Linked to the above discussion, fines issued by the courts, excluding supplementary orders, are paid to the Department of Treasury, which then contributes to State coffers for State use. The fines are not paid to the relevant Departments who are then responsible for the rehabilitation or remediation works, especially in relation to Acts such as CARA and WSA which are not SEMAs of NEMA or don’t include supplementary orders.

Further, supplementary orders should not be issued in lieu of conviction penalties.

In terms of administrative enforcement, there are a number of different directives and notices that can be issued simultaneously by different Organs of State. The potential for conflict arises in that without proper consultation and cooperative governance, there could potentially be conflicting provisions in such directives or notices, or they could direct a person to undertake an activity within a specific period of time without allowing for the fact that such activity might require authorisation in terms of another Act and that, for example an EIA needs to be undertaken first.

Conflicts

All the acts listed bind the State, except that ECA (see section 40), NEMA (see section 48) and the MPRDA (See section 109) exclude criminal liability for the state. This means that no Organ of State can be prosecuted for a contravention of provisions of ECA, NEMA and the MPRDA. Neither the NWA (see Section 156) nor the WSA (see section 83) excludes criminal liability of the State.
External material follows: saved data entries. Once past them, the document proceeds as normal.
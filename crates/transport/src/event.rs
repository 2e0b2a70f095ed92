use {
    enxame_common::MessageKind,
    serde::{Deserialize, Serialize},
};

/// A message delivered by the transport, before it is logged.
#[derive(Debug, Clone, Serialize, Deserialize)]
pub struct InboundMessage {
    /// Transport-assigned id, when the protocol provides one.
    pub id: Option<String>,
    pub from: String,
    pub body: String,
    pub kind: MessageKind,
}

impl InboundMessage {
    pub fn text(from: &str, body: &str) -> Self {
        Self {
            id: None,
            from: from.to_string(),
            body: body.to_string(),
            kind: MessageKind::Text,
        }
    }
}

/// Tagged events emitted by a transport connection, in delivery order.
#[derive(Debug, Clone)]
pub enum TransportEvent {
    /// A pairing payload to show the operator. Transports rotate these,
    /// so repeats replace the previous payload.
    Qr(String),
    Authenticated,
    Ready,
    Disconnected { reason: String },
    AuthFailure { reason: String },
    Message(InboundMessage),
}
//! Periodic session snapshots with retention.
//!
//! The scheduler walks the registry on a fixed interval and hands each
//! session's snapshot to a [`enxame_sessions::BackupSink`]; a separate,
//! slower cycle prunes artifacts past the retention window. One
//! session's backup failure never touches its siblings.

pub mod scheduler;
pub mod sink;

pub use {scheduler::BackupScheduler, sink::FileSink};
The taking of enforcement action against Organs of State is a contentious issue, though guidelines in this regard have been drafted for the Environmental Management Inspectorate. The first concern here is to what extent can, and should, Organs of the State be charged criminally.

Section 41 of the Constitution determines that all role-players within government and Organs of State must adhere to the principle of cooperative governance by, amongst other things:

o co-operating with one another in mutual trust and good faith;

o informing one another of, and consulting one another on, matters of common interest;

o co-ordinating their actions and legislation with one another; and

o avoiding legal proceedings against one another.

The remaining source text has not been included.